Of the lines below, copy those that hold the word "impl".

● RECORDS:

▼▼▼

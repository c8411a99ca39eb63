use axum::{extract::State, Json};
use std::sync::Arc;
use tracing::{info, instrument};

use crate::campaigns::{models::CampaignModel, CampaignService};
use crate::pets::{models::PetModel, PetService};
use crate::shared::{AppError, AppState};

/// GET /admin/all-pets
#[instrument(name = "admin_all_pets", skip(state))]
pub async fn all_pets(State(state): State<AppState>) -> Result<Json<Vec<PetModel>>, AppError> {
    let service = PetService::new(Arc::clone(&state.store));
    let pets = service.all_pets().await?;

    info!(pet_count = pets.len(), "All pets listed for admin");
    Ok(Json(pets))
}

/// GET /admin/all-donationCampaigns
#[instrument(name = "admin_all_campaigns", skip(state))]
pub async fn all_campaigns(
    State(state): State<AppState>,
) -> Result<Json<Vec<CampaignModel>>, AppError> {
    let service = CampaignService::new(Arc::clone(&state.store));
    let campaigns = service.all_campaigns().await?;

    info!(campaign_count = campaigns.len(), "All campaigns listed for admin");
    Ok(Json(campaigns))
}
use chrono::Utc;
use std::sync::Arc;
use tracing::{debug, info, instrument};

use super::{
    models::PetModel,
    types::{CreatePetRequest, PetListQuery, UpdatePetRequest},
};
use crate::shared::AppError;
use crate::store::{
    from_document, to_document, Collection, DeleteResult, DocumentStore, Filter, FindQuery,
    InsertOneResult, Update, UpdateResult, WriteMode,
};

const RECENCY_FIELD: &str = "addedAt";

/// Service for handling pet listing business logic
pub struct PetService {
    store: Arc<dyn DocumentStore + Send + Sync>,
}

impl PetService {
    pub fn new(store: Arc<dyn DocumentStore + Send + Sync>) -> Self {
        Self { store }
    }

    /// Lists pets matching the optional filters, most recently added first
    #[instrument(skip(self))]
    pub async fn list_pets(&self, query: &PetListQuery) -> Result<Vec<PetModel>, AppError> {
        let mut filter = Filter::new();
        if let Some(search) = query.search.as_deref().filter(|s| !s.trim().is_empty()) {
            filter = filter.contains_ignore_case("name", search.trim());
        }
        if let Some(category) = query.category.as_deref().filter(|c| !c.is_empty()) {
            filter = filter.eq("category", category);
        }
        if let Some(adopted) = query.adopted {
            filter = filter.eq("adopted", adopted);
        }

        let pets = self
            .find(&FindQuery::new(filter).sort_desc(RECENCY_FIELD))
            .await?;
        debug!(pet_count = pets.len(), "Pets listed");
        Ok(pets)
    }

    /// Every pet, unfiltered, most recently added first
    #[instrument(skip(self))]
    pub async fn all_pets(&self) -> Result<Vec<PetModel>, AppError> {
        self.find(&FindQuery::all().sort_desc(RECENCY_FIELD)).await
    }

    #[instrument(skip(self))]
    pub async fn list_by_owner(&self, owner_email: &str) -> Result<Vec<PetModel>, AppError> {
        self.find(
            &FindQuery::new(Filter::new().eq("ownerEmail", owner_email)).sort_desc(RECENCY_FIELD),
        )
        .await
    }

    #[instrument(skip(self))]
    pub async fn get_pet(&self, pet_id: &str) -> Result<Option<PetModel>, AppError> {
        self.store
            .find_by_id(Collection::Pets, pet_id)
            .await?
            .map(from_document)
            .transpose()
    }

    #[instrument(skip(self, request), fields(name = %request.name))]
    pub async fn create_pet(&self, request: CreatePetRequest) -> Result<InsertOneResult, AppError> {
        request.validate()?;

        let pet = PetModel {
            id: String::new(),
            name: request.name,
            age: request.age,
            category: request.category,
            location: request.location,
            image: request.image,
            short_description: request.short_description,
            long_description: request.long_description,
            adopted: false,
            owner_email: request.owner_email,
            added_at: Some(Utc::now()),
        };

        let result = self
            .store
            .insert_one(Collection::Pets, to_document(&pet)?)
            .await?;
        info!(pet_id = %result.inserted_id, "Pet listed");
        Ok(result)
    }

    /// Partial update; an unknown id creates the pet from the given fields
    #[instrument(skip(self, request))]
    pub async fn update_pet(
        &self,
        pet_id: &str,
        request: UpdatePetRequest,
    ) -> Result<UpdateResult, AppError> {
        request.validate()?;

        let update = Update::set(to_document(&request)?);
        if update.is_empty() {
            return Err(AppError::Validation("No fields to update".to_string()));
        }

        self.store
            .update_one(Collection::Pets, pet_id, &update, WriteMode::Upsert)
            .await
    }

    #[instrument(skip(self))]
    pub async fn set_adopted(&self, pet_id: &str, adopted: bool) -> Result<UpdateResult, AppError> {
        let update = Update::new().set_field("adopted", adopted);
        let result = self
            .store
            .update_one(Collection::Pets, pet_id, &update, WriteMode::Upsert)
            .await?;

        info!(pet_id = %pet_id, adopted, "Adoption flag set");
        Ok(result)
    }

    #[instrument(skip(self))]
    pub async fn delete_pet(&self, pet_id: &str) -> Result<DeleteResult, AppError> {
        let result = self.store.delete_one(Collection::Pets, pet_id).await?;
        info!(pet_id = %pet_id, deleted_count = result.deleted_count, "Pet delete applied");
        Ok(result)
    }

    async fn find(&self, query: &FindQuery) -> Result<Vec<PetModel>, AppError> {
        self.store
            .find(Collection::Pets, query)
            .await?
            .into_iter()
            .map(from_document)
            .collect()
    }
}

▲▲▲
▼▼▼

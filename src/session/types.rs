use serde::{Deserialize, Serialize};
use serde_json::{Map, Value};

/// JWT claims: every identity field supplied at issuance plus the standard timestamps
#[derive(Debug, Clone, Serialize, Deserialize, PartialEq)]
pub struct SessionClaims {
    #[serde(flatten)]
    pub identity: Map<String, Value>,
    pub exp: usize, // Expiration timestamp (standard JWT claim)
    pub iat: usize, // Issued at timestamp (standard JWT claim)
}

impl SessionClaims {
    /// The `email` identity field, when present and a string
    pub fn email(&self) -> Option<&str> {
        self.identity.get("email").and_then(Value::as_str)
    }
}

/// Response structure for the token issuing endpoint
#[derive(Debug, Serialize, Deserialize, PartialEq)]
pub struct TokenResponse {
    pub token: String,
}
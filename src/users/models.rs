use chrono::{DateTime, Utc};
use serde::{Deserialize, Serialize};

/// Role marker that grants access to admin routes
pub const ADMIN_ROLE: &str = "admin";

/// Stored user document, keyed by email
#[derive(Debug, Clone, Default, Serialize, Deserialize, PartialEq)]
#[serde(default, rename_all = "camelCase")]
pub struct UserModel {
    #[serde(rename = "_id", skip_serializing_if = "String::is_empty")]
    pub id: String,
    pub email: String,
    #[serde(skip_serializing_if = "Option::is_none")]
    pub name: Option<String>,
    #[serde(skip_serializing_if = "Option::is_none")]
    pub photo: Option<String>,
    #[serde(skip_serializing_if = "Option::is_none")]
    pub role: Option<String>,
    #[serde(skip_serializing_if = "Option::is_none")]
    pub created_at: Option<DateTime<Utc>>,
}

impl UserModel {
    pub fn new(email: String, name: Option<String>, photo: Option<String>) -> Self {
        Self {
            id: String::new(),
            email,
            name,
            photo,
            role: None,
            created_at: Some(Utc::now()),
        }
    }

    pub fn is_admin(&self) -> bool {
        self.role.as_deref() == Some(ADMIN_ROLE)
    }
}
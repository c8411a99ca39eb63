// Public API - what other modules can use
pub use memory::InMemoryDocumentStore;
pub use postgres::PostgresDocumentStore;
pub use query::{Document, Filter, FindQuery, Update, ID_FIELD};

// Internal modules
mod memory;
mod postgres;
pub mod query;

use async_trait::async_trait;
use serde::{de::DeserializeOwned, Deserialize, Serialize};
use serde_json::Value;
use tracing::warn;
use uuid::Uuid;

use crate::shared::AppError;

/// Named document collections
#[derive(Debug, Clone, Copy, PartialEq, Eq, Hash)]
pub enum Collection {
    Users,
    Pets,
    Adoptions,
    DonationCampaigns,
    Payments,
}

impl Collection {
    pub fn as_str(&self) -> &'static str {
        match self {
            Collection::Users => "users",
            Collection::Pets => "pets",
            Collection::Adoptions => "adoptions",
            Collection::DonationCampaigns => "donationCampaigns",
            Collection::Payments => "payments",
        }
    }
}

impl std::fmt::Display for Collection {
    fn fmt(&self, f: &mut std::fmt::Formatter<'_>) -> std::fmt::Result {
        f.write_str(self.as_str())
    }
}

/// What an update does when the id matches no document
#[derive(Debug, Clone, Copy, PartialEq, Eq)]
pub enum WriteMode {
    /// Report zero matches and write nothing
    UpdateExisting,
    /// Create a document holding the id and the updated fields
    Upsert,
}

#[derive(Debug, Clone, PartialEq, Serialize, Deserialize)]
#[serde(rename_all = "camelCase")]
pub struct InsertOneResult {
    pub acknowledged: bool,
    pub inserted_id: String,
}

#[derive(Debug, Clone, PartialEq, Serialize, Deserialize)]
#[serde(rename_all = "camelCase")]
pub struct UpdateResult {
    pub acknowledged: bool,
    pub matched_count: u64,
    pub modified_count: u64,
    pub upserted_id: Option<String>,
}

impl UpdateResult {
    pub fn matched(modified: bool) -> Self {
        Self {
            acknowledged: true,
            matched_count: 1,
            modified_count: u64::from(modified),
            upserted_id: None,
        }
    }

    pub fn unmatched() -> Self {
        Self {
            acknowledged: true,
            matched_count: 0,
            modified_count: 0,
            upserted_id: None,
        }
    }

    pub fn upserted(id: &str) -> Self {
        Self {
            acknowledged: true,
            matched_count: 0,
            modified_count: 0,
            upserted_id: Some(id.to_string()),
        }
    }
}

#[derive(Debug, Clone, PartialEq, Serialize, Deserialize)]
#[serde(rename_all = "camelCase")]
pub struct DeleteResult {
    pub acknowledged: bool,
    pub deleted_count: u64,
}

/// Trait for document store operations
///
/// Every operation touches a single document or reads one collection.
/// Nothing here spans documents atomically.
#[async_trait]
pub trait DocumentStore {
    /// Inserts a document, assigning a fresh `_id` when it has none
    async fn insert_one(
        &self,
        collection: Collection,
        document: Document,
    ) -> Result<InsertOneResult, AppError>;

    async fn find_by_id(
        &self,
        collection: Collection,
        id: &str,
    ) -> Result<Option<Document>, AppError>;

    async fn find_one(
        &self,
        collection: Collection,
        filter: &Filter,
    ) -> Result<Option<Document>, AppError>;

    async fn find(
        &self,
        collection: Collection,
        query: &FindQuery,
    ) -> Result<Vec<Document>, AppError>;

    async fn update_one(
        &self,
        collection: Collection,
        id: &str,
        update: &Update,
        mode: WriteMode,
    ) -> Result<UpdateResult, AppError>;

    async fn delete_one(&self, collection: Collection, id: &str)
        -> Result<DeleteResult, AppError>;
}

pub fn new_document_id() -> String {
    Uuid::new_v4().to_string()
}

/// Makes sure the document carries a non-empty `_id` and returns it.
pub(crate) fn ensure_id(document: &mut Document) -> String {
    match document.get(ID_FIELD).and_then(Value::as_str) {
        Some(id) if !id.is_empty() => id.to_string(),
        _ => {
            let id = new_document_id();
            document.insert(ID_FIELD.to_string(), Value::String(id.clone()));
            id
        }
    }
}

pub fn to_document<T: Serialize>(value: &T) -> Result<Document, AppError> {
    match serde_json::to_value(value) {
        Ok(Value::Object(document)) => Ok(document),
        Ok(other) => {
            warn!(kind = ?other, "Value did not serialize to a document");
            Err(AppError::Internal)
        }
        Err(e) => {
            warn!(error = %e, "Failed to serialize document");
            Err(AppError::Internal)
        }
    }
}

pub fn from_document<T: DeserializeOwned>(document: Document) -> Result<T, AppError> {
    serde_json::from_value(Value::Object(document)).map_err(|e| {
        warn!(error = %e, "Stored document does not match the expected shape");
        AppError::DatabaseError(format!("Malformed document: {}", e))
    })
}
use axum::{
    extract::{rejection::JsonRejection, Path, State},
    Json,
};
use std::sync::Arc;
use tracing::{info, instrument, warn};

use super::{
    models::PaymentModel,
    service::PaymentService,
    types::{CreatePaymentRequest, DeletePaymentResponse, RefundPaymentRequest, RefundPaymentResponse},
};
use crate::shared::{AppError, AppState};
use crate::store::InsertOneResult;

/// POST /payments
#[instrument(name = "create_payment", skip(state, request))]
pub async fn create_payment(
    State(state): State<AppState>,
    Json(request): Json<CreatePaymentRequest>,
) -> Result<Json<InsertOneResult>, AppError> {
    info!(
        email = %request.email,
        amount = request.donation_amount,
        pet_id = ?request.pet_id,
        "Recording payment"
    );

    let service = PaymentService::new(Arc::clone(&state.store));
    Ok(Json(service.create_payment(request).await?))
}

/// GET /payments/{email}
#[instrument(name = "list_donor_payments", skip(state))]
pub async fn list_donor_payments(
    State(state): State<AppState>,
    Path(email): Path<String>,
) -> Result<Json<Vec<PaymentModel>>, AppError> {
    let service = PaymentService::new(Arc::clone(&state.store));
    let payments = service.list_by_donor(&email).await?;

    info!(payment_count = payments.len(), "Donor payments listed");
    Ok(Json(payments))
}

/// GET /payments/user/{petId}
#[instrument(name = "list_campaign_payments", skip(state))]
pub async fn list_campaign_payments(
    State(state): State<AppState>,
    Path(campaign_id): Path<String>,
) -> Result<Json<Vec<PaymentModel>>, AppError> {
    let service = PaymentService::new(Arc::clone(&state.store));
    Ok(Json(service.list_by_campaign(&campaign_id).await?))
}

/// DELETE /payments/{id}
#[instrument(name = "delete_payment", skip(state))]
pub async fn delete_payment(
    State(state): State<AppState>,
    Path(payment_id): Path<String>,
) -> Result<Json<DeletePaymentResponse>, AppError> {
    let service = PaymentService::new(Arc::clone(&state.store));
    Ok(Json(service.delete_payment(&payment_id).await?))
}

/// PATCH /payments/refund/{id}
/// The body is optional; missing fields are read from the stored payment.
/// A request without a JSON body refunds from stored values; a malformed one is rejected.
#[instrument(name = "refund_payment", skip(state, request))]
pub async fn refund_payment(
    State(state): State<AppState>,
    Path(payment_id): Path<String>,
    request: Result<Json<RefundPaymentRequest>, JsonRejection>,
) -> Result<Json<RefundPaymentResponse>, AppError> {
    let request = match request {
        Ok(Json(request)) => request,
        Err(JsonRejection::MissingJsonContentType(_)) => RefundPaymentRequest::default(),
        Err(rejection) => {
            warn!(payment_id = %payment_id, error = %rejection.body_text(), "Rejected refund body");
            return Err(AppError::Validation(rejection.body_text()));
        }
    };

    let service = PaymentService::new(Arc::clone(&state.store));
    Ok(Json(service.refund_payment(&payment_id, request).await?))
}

▲▲▲

● RESPONSE:
impl PetService {
impl SessionClaims {
impl UserModel {
impl Collection {
impl std::fmt::Display for Collection {
impl UpdateResult {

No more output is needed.